Google and the Center for Financial Services Innovation are hoping to change that. The tech giant and CFSI, a nonprofit dedicated to promoting financial health, have been collaborating on ways to help customers wade through financial apps in the Google Play store. They are also trying to guide developers on building better consumer tools.
“The big vision is to help bridge the gap in the under-served community and bring the best financial tools to help them manage their day-to-day” finances, said Ashraf Hassan, partner development manager at Google Play.
The partnership started with CFSI’s innovation lab, where startups focused on improving the financial health of their users come to grow. Although Google Play was there to provide technical support and mentor ship, it and CFSI decided to work together on advice for developers.
The guide, which was published in a post on the Android Developers blog, is part practical, part philosophical. There is advice on using Android notifications to keep users engaged, but there are pointers like those that remind developers that English might not be the user’s first language. The guidelines also stress six principles: know your consumer; focus on access; establish and maintain trust; thoroughly test the app; drive positive user behavior; and recognize the value of mutual respect.
For Google Play, the partnership with CFSI marks the tech company’s foray into financial health as the area heats up. Besides fintechs targeting personal financial management, banks have increasingly been touting such tools as a way to build engagement and remain competitive. For CFSI, the partnership helps spread its message to Android app developers, with the much bigger goal of helping to improve consumers’ financial health through a device that is used on the go.

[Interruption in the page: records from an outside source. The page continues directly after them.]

//! Neighbourhood Boundary Module
//! Parses the 140-neighbourhood GeoJSON into keyed polygon regions.

use crate::data::schema::{normalize_numeric_label, AREA_NAME, AREA_SHORT_CODE};
use geojson::{GeoJson, PolygonType};
use std::collections::HashSet;
use thiserror::Error;

#[derive(Error, Debug)]
pub enum BoundaryError {
    #[error("Invalid GeoJSON: {0}")]
    GeoJson(#[from] geojson::Error),
    #[error("Expected a FeatureCollection")]
    NotFeatureCollection,
    #[error("Feature {index} has no usable '{property}' property")]
    MissingProperty {
        index: usize,
        property: &'static str,
    },
    #[error("Area {code} has unsupported geometry ({kind})")]
    UnsupportedGeometry { code: String, kind: String },
    #[error("Area code {0} appears more than once")]
    DuplicateAreaCode(String),
}

/// Closed ring of `[lon, lat]` positions.
pub type Ring = Vec<[f64; 2]>;

/// A named polygon region at the 140-neighbourhood resolution.
#[derive(Debug, Clone, PartialEq)]
pub struct NeighbourhoodBoundary {
    /// Normalised area code, comparable with normalised `HOOD_140` values.
    pub area_code: String,
    pub area_name: String,
    /// Exterior rings, one per polygon part.
    pub rings: Vec<Ring>,
}

impl NeighbourhoodBoundary {
    /// Bounding box as `(min, max)` corners, `None` without positions.
    pub fn bounds(&self) -> Option<([f64; 2], [f64; 2])> {
        let mut points = self.rings.iter().flatten();
        let first = *points.next()?;
        Some(points.fold((first, first), |(lo, hi), p| {
            (
                [lo[0].min(p[0]), lo[1].min(p[1])],
                [hi[0].max(p[0]), hi[1].max(p[1])],
            )
        }))
    }
}

/// Parse a GeoJSON document. Area codes must be unique.
pub fn parse_boundaries(text: &str) -> Result<Vec<NeighbourhoodBoundary>, BoundaryError> {
    let collection = match text.parse::<GeoJson>()? {
        GeoJson::FeatureCollection(collection) => collection,
        _ => return Err(BoundaryError::NotFeatureCollection),
    };

    let mut seen = HashSet::new();
    let mut boundaries = Vec::with_capacity(collection.features.len());

    for (index, feature) in collection.features.iter().enumerate() {
        let area_code = feature
            .property(AREA_SHORT_CODE)
            .and_then(property_text)
            .map(|code| normalize_numeric_label(&code))
            .filter(|code| !code.is_empty())
            .ok_or(BoundaryError::MissingProperty {
                index,
                property: AREA_SHORT_CODE,
            })?;
        let area_name = feature
            .property(AREA_NAME)
            .and_then(property_text)
            .map(|name| name.trim().to_string())
            .ok_or(BoundaryError::MissingProperty {
                index,
                property: AREA_NAME,
            })?;

        let rings = match feature.geometry.as_ref().map(|g| &g.value) {
            Some(geojson::Value::Polygon(polygon)) => vec![exterior_ring(polygon)],
            Some(geojson::Value::MultiPolygon(parts)) => parts.iter().map(exterior_ring).collect(),
            Some(other) => {
                return Err(BoundaryError::UnsupportedGeometry {
                    code: area_code,
                    kind: geometry_kind(other).to_string(),
                })
            }
            None => {
                return Err(BoundaryError::UnsupportedGeometry {
                    code: area_code,
                    kind: "null".to_string(),
                })
            }
        };

        if !seen.insert(area_code.clone()) {
            return Err(BoundaryError::DuplicateAreaCode(area_code));
        }

        boundaries.push(NeighbourhoodBoundary {
            area_code,
            area_name,
            rings,
        });
    }

    Ok(boundaries)
}

fn property_text(value: &serde_json::Value) -> Option<String> {
    match value {
        serde_json::Value::String(s) => Some(s.clone()),
        serde_json::Value::Number(n) => Some(n.to_string()),
        _ => None,
    }
}

fn geometry_kind(value: &geojson::Value) -> &'static str {
    match value {
        geojson::Value::Point(_) => "Point",
        geojson::Value::MultiPoint(_) => "MultiPoint",
        geojson::Value::LineString(_) => "LineString",
        geojson::Value::MultiLineString(_) => "MultiLineString",
        geojson::Value::GeometryCollection(_) => "GeometryCollection",
        _ => "Polygon",
    }
}

fn exterior_ring(polygon: &PolygonType) -> Ring {
    polygon
        .first()
        .map(|ring| {
            ring.iter()
                .filter(|pos| pos.len() >= 2)
                .map(|pos| [pos[0], pos[1]])
                .collect()
        })
        .unwrap_or_default()
}

#[cfg(test)]
mod tests {
    use super::*;

    fn feature(code: &str, name: &str, geometry: &str) -> String {
        format!(
            r#"{{ "type": "Feature", "properties": {{ "AREA_SHORT_CODE": {code}, "AREA_NAME": "{name}" }}, "geometry": {geometry} }}"#
        )
    }

    fn collection(features: &[String]) -> String {
        format!(
            r#"{{ "type": "FeatureCollection", "features": [{}] }}"#,
            features.join(",")
        )
    }

    const SQUARE: &str =
        r#"{ "type": "Polygon", "coordinates": [[[0,0],[1,0],[1,1],[0,1],[0,0]]] }"#;

    #[test]
    fn parses_polygons_and_multipolygons() {
        let multi = r#"{ "type": "MultiPolygon", "coordinates": [
            [[[0,0],[1,0],[1,1],[0,0]]],
            [[[2,2],[3,2],[3,3],[2,2]]]
        ] }"#;
        let text = collection(&[
            feature("\"097\"", "Yonge-St.Clair", SQUARE),
            feature("1", "West Humber-Clairville", multi),
        ]);

        let boundaries = parse_boundaries(&text).unwrap();
        assert_eq!(boundaries.len(), 2);
        assert_eq!(boundaries[0].area_code, "97");
        assert_eq!(boundaries[0].area_name, "Yonge-St.Clair");
        assert_eq!(boundaries[0].rings.len(), 1);
        assert_eq!(boundaries[1].area_code, "1");
        assert_eq!(boundaries[1].rings.len(), 2);
        assert_eq!(boundaries[1].bounds(), Some(([0.0, 0.0], [3.0, 3.0])));
    }

    #[test]
    fn rejects_duplicate_area_codes() {
        let text = collection(&[
            feature("\"97\"", "A", SQUARE),
            feature("97", "B", SQUARE),
        ]);
        assert!(matches!(
            parse_boundaries(&text),
            Err(BoundaryError::DuplicateAreaCode(code)) if code == "97"
        ));
    }

    #[test]
    fn rejects_missing_code() {
        let text = collection(&[format!(
            r#"{{ "type": "Feature", "properties": {{ "AREA_NAME": "A" }}, "geometry": {SQUARE} }}"#
        )]);
        assert!(matches!(
            parse_boundaries(&text),
            Err(BoundaryError::MissingProperty { index: 0, property: AREA_SHORT_CODE })
        ));
    }

    #[test]
    fn rejects_point_geometry() {
        let point = r#"{ "type": "Point", "coordinates": [0, 0] }"#;
        let text = collection(&[feature("1", "A", point)]);
        assert!(matches!(
            parse_boundaries(&text),
            Err(BoundaryError::UnsupportedGeometry { .. })
        ));
    }

    #[test]
    fn rejects_non_collection() {
        assert!(matches!(
            parse_boundaries(SQUARE),
            Err(BoundaryError::NotFeatureCollection)
        ));
        assert!(matches!(
            parse_boundaries("not json"),
            Err(BoundaryError::GeoJson(_))
        ));
    }
}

And the market for such products is huge, specifically for those not in the financial mainstream because many of those same people are overly reliant on smartphones. Indeed, smartphones usage is disproportionately higher among low-income individuals, people of color and young people.
“Millions of people around the globe have limited or no access to basic financial services to enable them to manage their day-to-day finances or prepare for financial shocks,” Google Play and CFSI note in the guidelines. “Mobile technology can help bridge this gap by connecting historically under-served consumers with high quality tools that will best help them improve their financial health.”
But to realize the mobile opportunity, consumers need to know what apps exist. It’s easy to search for an app if you know the company’s name. But the task could easily become overwhelming if you’re searching for “finance” in an app store and getting hundreds and hundreds of options without much context.